§ WHAT IS NEEDED
Every line in the data must be transcribed exactly.

§ DATA
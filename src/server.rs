//! HTTP surface: the generation endpoint plus material table editing.

use crate::error::{RenderError, Result};
use crate::gateway::{GenerationGateway, GenerationRequest};
use crate::image::SourceImage;
use crate::materials::{MaterialMapping, MaterialRecord, MaterialRegistry};
use axum::{
    extract::{rejection::JsonRejection, Path, State},
    http::StatusCode,
    response::{IntoResponse, Response},
    routing::{get, post, put},
    Json, Router,
};
use serde::{Deserialize, Serialize};
use std::net::SocketAddr;
use std::sync::Arc;

/// Shared handler state.
#[derive(Clone)]
pub struct AppState {
    registry: Arc<MaterialRegistry>,
    gateway: GenerationGateway,
}

impl AppState {
    /// Creates handler state from a registry and a gateway.
    pub fn new(registry: Arc<MaterialRegistry>, gateway: GenerationGateway) -> Self {
        Self { registry, gateway }
    }
}

/// Body of `POST /api/generate`.
#[derive(Debug, Deserialize)]
#[serde(rename_all = "camelCase")]
struct GenerateBody {
    #[serde(default)]
    prompt: String,
    #[serde(default)]
    materials: Option<MaterialMapping>,
    image: String,
    #[serde(default)]
    user_api_key: Option<String>,
}

/// Response of `POST /api/generate`.
#[derive(Debug, Serialize, Deserialize)]
#[serde(rename_all = "camelCase")]
pub struct GenerateResponse {
    /// Whether a render was produced.
    pub success: bool,
    /// Result URL on success.
    #[serde(skip_serializing_if = "Option::is_none")]
    pub result_url: Option<String>,
    /// Error message on failure.
    #[serde(skip_serializing_if = "Option::is_none")]
    pub error: Option<String>,
}

impl GenerateResponse {
    fn ok(result_url: String) -> Self {
        Self {
            success: true,
            result_url: Some(result_url),
            error: None,
        }
    }

    fn failed(error: impl Into<String>) -> Self {
        Self {
            success: false,
            result_url: None,
            error: Some(error.into()),
        }
    }
}

/// A [`RenderError`] rendered as `{ success: false, error }`.
struct ApiError {
    status: StatusCode,
    error: RenderError,
}

impl ApiError {
    /// Failure on the generation endpoint: 401 for a missing credential,
    /// 500 for everything else, malformed input included.
    fn generation(error: RenderError) -> Self {
        let status = if matches!(error, RenderError::MissingCredential(_)) {
            StatusCode::UNAUTHORIZED
        } else {
            StatusCode::INTERNAL_SERVER_ERROR
        };
        Self { status, error }
    }
}

impl From<RenderError> for ApiError {
    fn from(error: RenderError) -> Self {
        let status =
            StatusCode::from_u16(error.status_code()).unwrap_or(StatusCode::INTERNAL_SERVER_ERROR);
        Self { status, error }
    }
}

impl IntoResponse for ApiError {
    fn into_response(self) -> Response {
        (self.status, Json(GenerateResponse::failed(self.error.to_string()))).into_response()
    }
}

fn bad_json(rejection: JsonRejection) -> RenderError {
    RenderError::InvalidRequest(rejection.body_text())
}

/// Builds the application router.
pub fn router(state: AppState) -> Router {
    Router::new()
        .route("/health", get(health))
        .route("/api/generate", post(generate_handler))
        .route(
            "/api/materials",
            get(list_materials)
                .put(replace_materials)
                .delete(reset_materials),
        )
        .route("/api/materials/:key", put(update_material))
        .with_state(state)
}

/// Binds `addr` and serves until the process is stopped.
pub async fn serve(addr: SocketAddr, state: AppState) -> Result<()> {
    let listener = tokio::net::TcpListener::bind(addr).await?;
    tracing::info!(addr = %listener.local_addr()?, "render server listening");
    axum::serve(listener, router(state)).await?;
    Ok(())
}

async fn health() -> &'static str {
    "OK"
}

/// POST /api/generate: compose the instruction and run one generation.
///
/// The credential is resolved before the image is looked at, so a caller
/// without a key always gets 401.
async fn generate_handler(
    State(state): State<AppState>,
    body: std::result::Result<Json<GenerateBody>, JsonRejection>,
) -> std::result::Result<Json<GenerateResponse>, ApiError> {
    match generate(&state, body).await {
        Ok(url) => Ok(Json(GenerateResponse::ok(url))),
        Err(e) => {
            tracing::error!("generation failed: {e}");
            Err(ApiError::generation(e))
        }
    }
}

async fn generate(
    state: &AppState,
    body: std::result::Result<Json<GenerateBody>, JsonRejection>,
) -> Result<String> {
    let Json(body) = body.map_err(bad_json)?;
    let token = state.gateway.resolve_token(body.user_api_key.as_deref())?;

    let source_image = SourceImage::from_data_uri(body.image)?;
    let materials = match body.materials {
        Some(materials) => materials,
        None => state.registry.load(),
    };

    let request =
        GenerationRequest::new(body.prompt, materials, source_image).with_credential(token);
    state.gateway.generate(&request).await
}

async fn list_materials(State(state): State<AppState>) -> Json<MaterialMapping> {
    Json(state.registry.load())
}

async fn replace_materials(
    State(state): State<AppState>,
    body: std::result::Result<Json<MaterialMapping>, JsonRejection>,
) -> std::result::Result<Json<MaterialMapping>, ApiError> {
    let Json(mapping) = body.map_err(bad_json)?;
    state.registry.save(&mapping)?;
    tracing::info!(records = mapping.len(), "material mapping replaced");
    Ok(Json(mapping))
}

async fn update_material(
    State(state): State<AppState>,
    Path(key): Path<String>,
    body: std::result::Result<Json<MaterialRecord>, JsonRejection>,
) -> std::result::Result<Json<MaterialMapping>, ApiError> {
    let Json(record) = body.map_err(bad_json)?;
    let mapping = state.registry.update(&key, record)?;
    tracing::info!(key = %key, "material updated");
    Ok(Json(mapping))
}

async fn reset_materials(
    State(state): State<AppState>,
) -> std::result::Result<Json<MaterialMapping>, ApiError> {
    state.registry.reset()?;
    tracing::info!("material mapping reset to defaults");
    Ok(Json(state.registry.load()))
}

§ YOUR SOLUTION
filename src/server.rs
//! HTTP surface: the generation endpoint plus material table editing.

use crate::error::{RenderError, Result};
use crate::gateway::{GenerationGateway, GenerationRequest};
use crate::image::SourceImage;
use crate::materials::{MaterialMapping, MaterialRecord, MaterialRegistry};
use axum::{
    extract::{rejection::JsonRejection, Path, State},
    http::StatusCode,
    response::{IntoResponse, Response},
    routing::{get, post, put},
    Json, Router,
};
use serde::{Deserialize, Serialize};
use std::net::SocketAddr;
use std::sync::Arc;

/// Shared handler state.
#[derive(Clone)]
pub struct AppState {
    registry: Arc<MaterialRegistry>,
    gateway: GenerationGateway,
}

impl AppState {
    /// Creates handler state from a registry and a gateway.
    pub fn new(registry: Arc<MaterialRegistry>, gateway: GenerationGateway) -> Self {
        Self { registry, gateway }
    }
}

/// Body of `POST /api/generate`.
#[derive(Debug, Deserialize)]
#[serde(rename_all = "camelCase")]
struct GenerateBody {
    #[serde(default)]
    prompt: String,
    #[serde(default)]
    materials: Option<MaterialMapping>,
    image: String,
    #[serde(default)]
    user_api_key: Option<String>,
}

/// Response of `POST /api/generate`.
#[derive(Debug, Serialize, Deserialize)]
#[serde(rename_all = "camelCase")]
pub struct GenerateResponse {
    /// Whether a render was produced.
    pub success: bool,
    /// Result URL on success.
    #[serde(skip_serializing_if = "Option::is_none")]
    pub result_url: Option<String>,
    /// Error message on failure.
    #[serde(skip_serializing_if = "Option::is_none")]
    pub error: Option<String>,
}

impl GenerateResponse {
    fn ok(result_url: String) -> Self {
        Self {
            success: true,
            result_url: Some(result_url),
            error: None,
        }
    }

    fn failed(error: impl Into<String>) -> Self {
        Self {
            success: false,
            result_url: None,
            error: Some(error.into()),
        }
    }
}

/// A [`RenderError`] rendered as `{ success: false, error }`.
struct ApiError {
    status: StatusCode,
    error: RenderError,
}

impl ApiError {
    /// Failure on the generation endpoint: 401 for a missing credential,
    /// 500 for everything else, malformed input included.
    fn generation(error: RenderError) -> Self {
        let status = if matches!(error, RenderError::MissingCredential(_)) {
            StatusCode::UNAUTHORIZED
        } else {
            StatusCode::INTERNAL_SERVER_ERROR
        };
        Self { status, error }
    }
}

impl From<RenderError> for ApiError {
    fn from(error: RenderError) -> Self {
        let status =
            StatusCode::from_u16(error.status_code()).unwrap_or(StatusCode::INTERNAL_SERVER_ERROR);
        Self { status, error }
    }
}

impl IntoResponse for ApiError {
    fn into_response(self) -> Response {
        (self.status, Json(GenerateResponse::failed(self.error.to_string()))).into_response()
    }
}

fn bad_json(rejection: JsonRejection) -> RenderError {
    RenderError::InvalidRequest(rejection.body_text())
}

/// Builds the application router.
pub fn router(state: AppState) -> Router {
    Router::new()
        .route("/health", get(health))
        .route("/api/generate", post(generate_handler))
        .route(
            "/api/materials",
            get(list_materials)
                .put(replace_materials)
                .delete(reset_materials),
        )
        .route("/api/materials/:key", put(update_material))
        .with_state(state)
}

/// Binds `addr` and serves until the process is stopped.
pub async fn serve(addr: SocketAddr, state: AppState) -> Result<()> {
    let listener = tokio::net::TcpListener::bind(addr).await?;
    tracing::info!(addr = %listener.local_addr()?, "render server listening");
    axum::serve(listener, router(state)).await?;
    Ok(())
}

async fn health() -> &'static str {
    "OK"
}

/// POST /api/generate: compose the instruction and run one generation.
///
/// The credential is resolved before the image is looked at, so a caller
/// without a key always gets 401.
async fn generate_handler(
    State(state): State<AppState>,
    body: std::result::Result<Json<GenerateBody>, JsonRejection>,
) -> std::result::Result<Json<GenerateResponse>, ApiError> {
    match generate(&state, body).await {
        Ok(url) => Ok(Json(GenerateResponse::ok(url))),
        Err(e) => {
            tracing::error!("generation failed: {e}");
            Err(ApiError::generation(e))
        }
    }
}

async fn generate(
    state: &AppState,
    body: std::result::Result<Json<GenerateBody>, JsonRejection>,
) -> Result<String> {
    let Json(body) = body.map_err(bad_json)?;
    let token = state.gateway.resolve_token(body.user_api_key.as_deref())?;

    let source_image = SourceImage::from_data_uri(body.image)?;
    let materials = match body.materials {
        Some(materials) => materials,
        None => state.registry.load(),
    };

    let request =
        GenerationRequest::new(body.prompt, materials, source_image).with_credential(token);
    state.gateway.generate(&request).await
}

async fn list_materials(State(state): State<AppState>) -> Json<MaterialMapping> {
    Json(state.registry.load())
}

async fn replace_materials(
    State(state): State<AppState>,
    body: std::result::Result<Json<MaterialMapping>, JsonRejection>,
) -> std::result::Result<Json<MaterialMapping>, ApiError> {
    let Json(mapping) = body.map_err(bad_json)?;
    state.registry.save(&mapping)?;
    tracing::info!(records = mapping.len(), "material mapping replaced");
    Ok(Json(mapping))
}

async fn update_material(
    State(state): State<AppState>,
    Path(key): Path<String>,
    body: std::result::Result<Json<MaterialRecord>, JsonRejection>,
) -> std::result::Result<Json<MaterialMapping>, ApiError> {
    let Json(record) = body.map_err(bad_json)?;
    let mapping = state.registry.update(&key, record)?;
    tracing::info!(key = %key, "material updated");
    Ok(Json(mapping))
}

async fn reset_materials(
    State(state): State<AppState>,
) -> std::result::Result<Json<MaterialMapping>, ApiError> {
    state.registry.reset()?;
    tracing::info!("material mapping reset to defaults");
    Ok(Json(state.registry.load()))
}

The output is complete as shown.